Phylogenomic data from a rapidly increasing number of studies provide new evidence for resolving relationships in recently radiated clades, but they also pose new challenges for inferring evolutionary histories. Most existing methods for reconstructing phylogenetic hypotheses rely solely on algorithms that only consider incomplete lineage sorting as a cause of intra- or inter-genomic discordance. Here, we utilize a variety of methods, including those to infer phylogenetic networks, to account for both incomplete lineage sorting and introgression as a case for nuclear and cytoplasmic-nuclear discordance using phylogenomic data from the recently radiated flowering plant genus Polemonium (Polemoniaceae), an ecologically diverse genus in Western North America with known and suspected gene flow between species. We find evidence for widespread discordance among nuclear loci that can be explained by both incomplete lineage sorting and reticulate evolution in the evolutionary history of Polemonium.

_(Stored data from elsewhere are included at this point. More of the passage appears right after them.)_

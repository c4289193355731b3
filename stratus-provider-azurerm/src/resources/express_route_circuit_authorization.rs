//! ExpressRoute circuit authorization

use std::collections::HashMap;

use async_trait::async_trait;
use serde_json::{Value as Json, json};
use stratus_core::identifier::ResourceIdentifier;
use stratus_core::lock::LockKey;
use stratus_core::provider::ProviderResult;
use stratus_core::resource::{Attributes, Resource, Value};
use stratus_core::schema::{AttributeSchema, AttributeType, ResourceSchema};

use crate::lifecycle::{ProviderContext, StandaloneKind, UpdateMode, require_segments};
use crate::utils::{set_from, pointer};

use super::{EXPRESS_ROUTE_CIRCUIT_LOCK, NETWORK_API_VERSION, name_attribute, resource_group_attribute};

pub const TYPE_NAME: &str = "express_route_circuit_authorization";

pub struct ExpressRouteCircuitAuthorization;

pub struct AuthorizationConfig {
    pub name: String,
    pub resource_group_name: String,
    pub circuit_name: String,
}

#[async_trait]
impl StandaloneKind for ExpressRouteCircuitAuthorization {
    type Config = AuthorizationConfig;

    fn type_name(&self) -> &'static str {
        TYPE_NAME
    }

    fn display_name(&self) -> &'static str {
        "Express Route Circuit Authorization"
    }

    fn api_version(&self) -> &'static str {
        NETWORK_API_VERSION
    }

    fn schema(&self) -> ResourceSchema {
        ResourceSchema::new(TYPE_NAME)
            .attribute(name_attribute())
            .attribute(resource_group_attribute())
            .attribute(
                AttributeSchema::new("express_route_circuit_name", AttributeType::String)
                    .required()
                    .force_new(),
            )
            .attribute(
                AttributeSchema::new("authorization_key", AttributeType::String)
                    .computed()
                    .sensitive(),
            )
            .attribute(AttributeSchema::new("authorization_use_status", AttributeType::String).computed())
    }

    fn update_mode(&self) -> UpdateMode {
        UpdateMode::Unsupported
    }

    fn parse_config(&self, resource: &Resource) -> ProviderResult<AuthorizationConfig> {
        Ok(AuthorizationConfig {
            name: resource.require_str("name")?.to_string(),
            resource_group_name: resource.require_str("resource_group_name")?.to_string(),
            circuit_name: resource.require_str("express_route_circuit_name")?.to_string(),
        })
    }

    fn identity(
        &self,
        config: &AuthorizationConfig,
        subscription_id: &str,
    ) -> ProviderResult<ResourceIdentifier> {
        Ok(ResourceIdentifier::subscription(subscription_id)
            .resource_group(&config.resource_group_name)
            .provider("Microsoft.Network")
            .child("expressRouteCircuits", &config.circuit_name)
            .child("authorizations", &config.name))
    }

    fn validate_identifier(&self, id: &ResourceIdentifier) -> ProviderResult<()> {
        require_segments(id, &["resourceGroups", "expressRouteCircuits", "authorizations"])
    }

    fn lock_key(&self, id: &ResourceIdentifier) -> Option<LockKey> {
        id.get("expressRouteCircuits")
            .map(|circuit| LockKey::new(EXPRESS_ROUTE_CIRCUIT_LOCK, circuit))
    }

    async fn build_payload(
        &self,
        _ctx: &ProviderContext,
        _config: &AuthorizationConfig,
        _id: &ResourceIdentifier,
    ) -> ProviderResult<Json> {
        Ok(json!({ "properties": {} }))
    }

    fn flatten(&self, id: &ResourceIdentifier, body: &Json) -> ProviderResult<HashMap<String, Value>> {
        let mut attributes = HashMap::new();
        attributes.insert("name".to_string(), Value::from(id.require("authorizations")?));
        attributes.insert(
            "resource_group_name".to_string(),
            Value::from(id.require("resourceGroups")?),
        );
        attributes.insert(
            "express_route_circuit_name".to_string(),
            Value::from(id.require("expressRouteCircuits")?),
        );
        set_from(
            &mut attributes,
            "authorization_key",
            pointer(body, &["properties", "authorizationKey"]),
        );
        set_from(
            &mut attributes,
            "authorization_use_status",
            pointer(body, &["properties", "authorizationUseStatus"]),
        );
        Ok(attributes)
    }
}

#[cfg(test)]
mod tests {
    use super::*;
    use std::sync::Arc;

    use stratus_core::provider::ErrorKind;
    use stratus_core::resource::ResourceId;

    use crate::lifecycle::{ResourceHandler, Standalone};
    use crate::testing::{FakeClient, context};

    const ID: &str = "/subscriptions/0000/resourceGroups/rg1/providers/Microsoft.Network/expressRouteCircuits/circuit1/authorizations/auth1";

    fn authorization() -> Resource {
        Resource::new(TYPE_NAME, "example")
            .with_attribute("name", "auth1")
            .with_attribute("resource_group_name", "rg1")
            .with_attribute("express_route_circuit_name", "circuit1")
    }

    #[tokio::test]
    async fn create_puts_empty_properties_and_reads_back() {
        let client = Arc::new(FakeClient::new());
        let ctx = context(client.clone());
        let handler = Standalone(ExpressRouteCircuitAuthorization);

        let state = handler.create(&ctx, &authorization()).await.unwrap();

        assert_eq!(state.identifier.as_deref(), Some(ID));
        assert_eq!(state.get_str("express_route_circuit_name"), Some("circuit1"));
        let puts = client.puts();
        assert_eq!(puts.len(), 1);
        assert_eq!(puts[0].1, json!({ "properties": {} }));
    }

    #[tokio::test]
    async fn read_exposes_computed_key() {
        let client = Arc::new(FakeClient::new());
        client.insert(
            ID,
            json!({
                "id": ID,
                "properties": {
                    "authorizationKey": "secret-key",
                    "authorizationUseStatus": "Available"
                }
            }),
        );
        let ctx = context(client.clone());
        let handler = Standalone(ExpressRouteCircuitAuthorization);

        let state = handler
            .read(&ctx, &ResourceId::new(TYPE_NAME, "example"), ID)
            .await
            .unwrap();
        assert_eq!(state.get_str("authorization_key"), Some("secret-key"));
        assert_eq!(state.get_str("authorization_use_status"), Some("Available"));
        assert_eq!(state.get_str("name"), Some("auth1"));
    }

    #[tokio::test]
    async fn create_existing_is_import_collision() {
        let client = Arc::new(FakeClient::new());
        client.insert(ID, json!({ "id": ID, "properties": {} }));
        let ctx = context(client.clone());
        let handler = Standalone(ExpressRouteCircuitAuthorization);

        let err = handler.create(&ctx, &authorization()).await.unwrap_err();
        assert_eq!(err.kind, ErrorKind::ImportCollision);
        assert!(client.puts().is_empty());
    }

    #[tokio::test]
    async fn authorization_key_cannot_be_configured() {
        let client = Arc::new(FakeClient::new());
        let ctx = context(client.clone());
        let handler = Standalone(ExpressRouteCircuitAuthorization);

        let err = handler
            .create(&ctx, &authorization().with_attribute("authorization_key", "mine"))
            .await
            .unwrap_err();
        assert_eq!(err.kind, ErrorKind::InvalidConfig);
    }

    #[tokio::test]
    async fn delete_is_idempotent() {
        let client = Arc::new(FakeClient::new());
        client.insert(ID, json!({ "id": ID }));
        let ctx = context(client.clone());
        let handler = Standalone(ExpressRouteCircuitAuthorization);
        let id = ResourceId::new(TYPE_NAME, "example");

        handler.delete(&ctx, &id, ID).await.unwrap();
        handler.delete(&ctx, &id, ID).await.unwrap();
        assert_eq!(client.deletes().len(), 2);
        assert!(client.resource(ID).is_none());
    }

    #[tokio::test]
    async fn update_is_unsupported() {
        let client = Arc::new(FakeClient::new());
        let ctx = context(client.clone());
        let handler = Standalone(ExpressRouteCircuitAuthorization);

        let err = handler
            .update(&ctx, &ResourceId::new(TYPE_NAME, "example"), ID, &authorization())
            .await
            .unwrap_err();
        assert_eq!(err.kind, ErrorKind::Unsupported);
        assert!(client.calls().is_empty());
    }

    #[test]
    fn lock_key_is_circuit_name() {
        let id = ResourceIdentifier::parse(ID).unwrap();
        assert_eq!(
            ExpressRouteCircuitAuthorization.lock_key(&id),
            Some(LockKey::new(EXPRESS_ROUTE_CIRCUIT_LOCK, "circuit1"))
        );
    }
}
//! API Management service diagnostic settings

use std::collections::HashMap;

use async_trait::async_trait;
use serde_json::{Map, Value as Json, json};
use stratus_core::identifier::ResourceIdentifier;
use stratus_core::provider::ProviderResult;
use stratus_core::resource::{Attributes, Resource, Value};
use stratus_core::schema::{AttributeSchema, AttributeType, ResourceSchema, types};

use crate::lifecycle::{ProviderContext, StandaloneKind, require_segments};
use crate::utils::{pointer, set_from, str_at};

use super::{check_pattern, check_range, resource_group_attribute};

pub const TYPE_NAME: &str = "api_management_diagnostic";

const API_VERSION: &str = "2020-12-01";

const MESSAGE_SETTINGS: [(&str, &str, &str); 4] = [
    ("frontend_request", "frontend", "request"),
    ("frontend_response", "frontend", "response"),
    ("backend_request", "backend", "request"),
    ("backend_response", "backend", "response"),
];

fn service_name() -> AttributeType {
    AttributeType::Custom {
        name: "ApiManagementName".to_string(),
        base: Box::new(AttributeType::String),
        validate: |value| {
            check_pattern(
                value,
                r"^[a-zA-Z](?:[a-zA-Z0-9-]{0,48}[a-zA-Z0-9])?$",
                "must start with a letter, end with a letter or number, contain only letters, numbers or hyphens and be at most 50 characters",
            )
        },
    }
}

fn logger_id() -> AttributeType {
    AttributeType::Custom {
        name: "ApiManagementLoggerId".to_string(),
        base: Box::new(types::resource_id()),
        validate: |value| {
            let Value::String(s) = value else {
                return Err("Expected string".to_string());
            };
            let id = ResourceIdentifier::parse(s).map_err(|e| e.to_string())?;
            id.require("service").map_err(|e| e.to_string())?;
            id.require("loggers").map(|_| ()).map_err(|e| e.to_string())
        },
    }
}

fn percentage() -> AttributeType {
    AttributeType::Custom {
        name: "Percentage".to_string(),
        base: Box::new(AttributeType::Float),
        validate: |value| match value.as_float() {
            Some(p) if (0.0..=100.0).contains(&p) => Ok(()),
            Some(p) => Err(format!("expected a percentage between 0 and 100, got {}", p)),
            None => Err("Expected float".to_string()),
        },
    }
}

/// Request/response logging settings of one pipeline stage
fn message_settings(name: &str) -> AttributeSchema {
    AttributeSchema::new(
        name,
        AttributeType::Block(vec![
            AttributeSchema::new(
                "body_bytes",
                AttributeType::Custom {
                    name: "BodyBytes".to_string(),
                    base: Box::new(AttributeType::Int),
                    validate: |value| check_range(value, 0, 8192),
                },
            )
            .optional(),
            AttributeSchema::new("headers_to_log", AttributeType::List(Box::new(AttributeType::String)))
                .optional(),
        ]),
    )
    .optional()
}

fn expand_message_settings(settings: &HashMap<String, Value>) -> Json {
    let mut out = Map::new();
    if let Some(bytes) = settings.get_int("body_bytes") {
        out.insert("body".to_string(), json!({ "bytes": bytes }));
    }
    if let Some(headers) = settings.get_list("headers_to_log") {
        let headers: Vec<&str> = headers.iter().filter_map(Value::as_str).collect();
        out.insert("headers".to_string(), json!(headers));
    }
    Json::Object(out)
}

fn flatten_message_settings(body: &Json) -> Value {
    let mut settings = HashMap::new();
    set_from(&mut settings, "body_bytes", pointer(body, &["body", "bytes"]));
    set_from(&mut settings, "headers_to_log", body.get("headers"));
    Value::Map(settings)
}

pub struct ApiManagementDiagnostic;

pub struct DiagnosticConfig {
    pub identifier: String,
    pub resource_group_name: String,
    pub service_name: String,
    pub logger_id: String,
    pub sampling_percentage: Option<f64>,
    pub always_log_errors: Option<bool>,
    pub verbosity: Option<String>,
    pub log_client_ip: Option<bool>,
    pub http_correlation_protocol: Option<String>,
    /// Keyed by attribute name (e.g. "frontend_request")
    pub message_settings: HashMap<&'static str, HashMap<String, Value>>,
    pub operation_name_format: String,
}

#[async_trait]
impl StandaloneKind for ApiManagementDiagnostic {
    type Config = DiagnosticConfig;

    fn type_name(&self) -> &'static str {
        TYPE_NAME
    }

    fn display_name(&self) -> &'static str {
        "Diagnostic"
    }

    fn api_version(&self) -> &'static str {
        API_VERSION
    }

    fn schema(&self) -> ResourceSchema {
        let mut schema = ResourceSchema::new(TYPE_NAME)
            .attribute(
                AttributeSchema::new(
                    "identifier",
                    AttributeType::enumeration(&["applicationinsights", "azuremonitor"]),
                )
                .required()
                .force_new(),
            )
            .attribute(resource_group_attribute())
            .attribute(
                AttributeSchema::new("api_management_name", service_name())
                    .required()
                    .force_new(),
            )
            .attribute(AttributeSchema::new("api_management_logger_id", logger_id()).required())
            .attribute(
                AttributeSchema::new("sampling_percentage", percentage())
                    .optional()
                    .computed(),
            )
            .attribute(
                AttributeSchema::new("always_log_errors", AttributeType::Bool)
                    .optional()
                    .computed(),
            )
            .attribute(
                AttributeSchema::new(
                    "verbosity",
                    AttributeType::enumeration(&["verbose", "information", "error"]),
                )
                .optional()
                .computed(),
            )
            .attribute(
                AttributeSchema::new("log_client_ip", AttributeType::Bool)
                    .optional()
                    .computed(),
            )
            .attribute(
                AttributeSchema::new(
                    "http_correlation_protocol",
                    AttributeType::enumeration(&["None", "Legacy", "W3C"]),
                )
                .optional()
                .computed(),
            )
            .attribute(
                AttributeSchema::new("operation_name_format", AttributeType::enumeration(&["Name", "Url"]))
                    .with_default("Name"),
            );
        for (name, _, _) in MESSAGE_SETTINGS {
            schema = schema.attribute(message_settings(name));
        }
        schema
    }

    fn parse_config(&self, resource: &Resource) -> ProviderResult<DiagnosticConfig> {
        let message_settings = MESSAGE_SETTINGS
            .iter()
            .filter_map(|(name, _, _)| resource.get_map(name).map(|m| (*name, m.clone())))
            .collect();

        Ok(DiagnosticConfig {
            identifier: resource.require_str("identifier")?.to_string(),
            resource_group_name: resource.require_str("resource_group_name")?.to_string(),
            service_name: resource.require_str("api_management_name")?.to_string(),
            logger_id: resource.require_str("api_management_logger_id")?.to_string(),
            sampling_percentage: resource.get_float("sampling_percentage"),
            always_log_errors: resource.get_bool("always_log_errors"),
            verbosity: resource.get_str("verbosity").map(str::to_string),
            log_client_ip: resource.get_bool("log_client_ip"),
            http_correlation_protocol: resource.get_str("http_correlation_protocol").map(str::to_string),
            message_settings,
            operation_name_format: resource
                .get_str("operation_name_format")
                .unwrap_or("Name")
                .to_string(),
        })
    }

    fn identity(
        &self,
        config: &DiagnosticConfig,
        subscription_id: &str,
    ) -> ProviderResult<ResourceIdentifier> {
        Ok(ResourceIdentifier::subscription(subscription_id)
            .resource_group(&config.resource_group_name)
            .provider("Microsoft.ApiManagement")
            .child("service", &config.service_name)
            .child("diagnostics", &config.identifier))
    }

    fn validate_identifier(&self, id: &ResourceIdentifier) -> ProviderResult<()> {
        require_segments(id, &["resourceGroups", "service", "diagnostics"])
    }

    fn managed_paths(&self) -> &'static [&'static [&'static str]] {
        &[
            &["properties", "sampling"],
            &["properties", "alwaysLog"],
            &["properties", "verbosity"],
            &["properties", "logClientIp"],
            &["properties", "httpCorrelationProtocol"],
            &["properties", "frontend"],
            &["properties", "backend"],
        ]
    }

    async fn build_payload(
        &self,
        _ctx: &ProviderContext,
        config: &DiagnosticConfig,
        _id: &ResourceIdentifier,
    ) -> ProviderResult<Json> {
        let mut properties = Map::new();
        properties.insert("loggerId".to_string(), json!(config.logger_id));
        properties.insert("operationNameFormat".to_string(), json!(config.operation_name_format));
        if let Some(percentage) = config.sampling_percentage {
            properties.insert(
                "sampling".to_string(),
                json!({ "samplingType": "fixed", "percentage": percentage }),
            );
        }
        if config.always_log_errors == Some(true) {
            properties.insert("alwaysLog".to_string(), json!("allErrors"));
        }
        if let Some(verbosity) = &config.verbosity {
            properties.insert("verbosity".to_string(), json!(verbosity));
        }
        if let Some(log_client_ip) = config.log_client_ip {
            properties.insert("logClientIp".to_string(), json!(log_client_ip));
        }
        if let Some(protocol) = &config.http_correlation_protocol {
            properties.insert("httpCorrelationProtocol".to_string(), json!(protocol));
        }

        for (name, stage, direction) in MESSAGE_SETTINGS {
            if let Some(settings) = config.message_settings.get(name) {
                let stage = properties
                    .entry(stage)
                    .or_insert_with(|| Json::Object(Map::new()));
                if let Some(stage) = stage.as_object_mut() {
                    stage.insert(direction.to_string(), expand_message_settings(settings));
                }
            }
        }

        Ok(json!({ "properties": properties }))
    }

    fn flatten(&self, id: &ResourceIdentifier, body: &Json) -> ProviderResult<HashMap<String, Value>> {
        let mut attributes = HashMap::new();
        let identifier = str_at(body, &["name"]).unwrap_or(id.name());
        attributes.insert("identifier".to_string(), Value::from(identifier));
        attributes.insert(
            "resource_group_name".to_string(),
            Value::from(id.require("resourceGroups")?),
        );
        attributes.insert("api_management_name".to_string(), Value::from(id.require("service")?));

        let Some(props) = body.get("properties") else {
            return Ok(attributes);
        };
        set_from(&mut attributes, "api_management_logger_id", props.get("loggerId"));
        if let Some(percentage) = pointer(props, &["sampling", "percentage"]).and_then(Json::as_f64) {
            attributes.insert("sampling_percentage".to_string(), Value::Float(percentage));
        }
        attributes.insert(
            "always_log_errors".to_string(),
            Value::Bool(str_at(props, &["alwaysLog"]) == Some("allErrors")),
        );
        set_from(&mut attributes, "verbosity", props.get("verbosity"));
        set_from(&mut attributes, "log_client_ip", props.get("logClientIp"));
        set_from(&mut attributes, "http_correlation_protocol", props.get("httpCorrelationProtocol"));
        for (name, stage, direction) in MESSAGE_SETTINGS {
            if let Some(settings) = pointer(props, &[stage, direction]).filter(|s| !s.is_null()) {
                attributes.insert(name.to_string(), flatten_message_settings(settings));
            }
        }
        let format = str_at(props, &["operationNameFormat"])
            .filter(|f| !f.is_empty())
            .unwrap_or("Name");
        attributes.insert("operation_name_format".to_string(), Value::from(format));
        Ok(attributes)
    }
}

Furthermore, the histories of organellar genomes show strong discordance with the inferred species tree from the nuclear genome. Discordance between the nuclear and plastid genome is not completely explained by incomplete lineage sorting, and only one case of discordance is explained by detected introgression events. Our results suggest that multiple processes have been involved in the evolutionary history of Polemonium and that results from the plastid genome do not accurately reflect species relationships. We discuss several potential causes for this cytoplasmic-nuclear discordance, which emerging evidence suggests is more widespread across the Tree of Life than previously thought.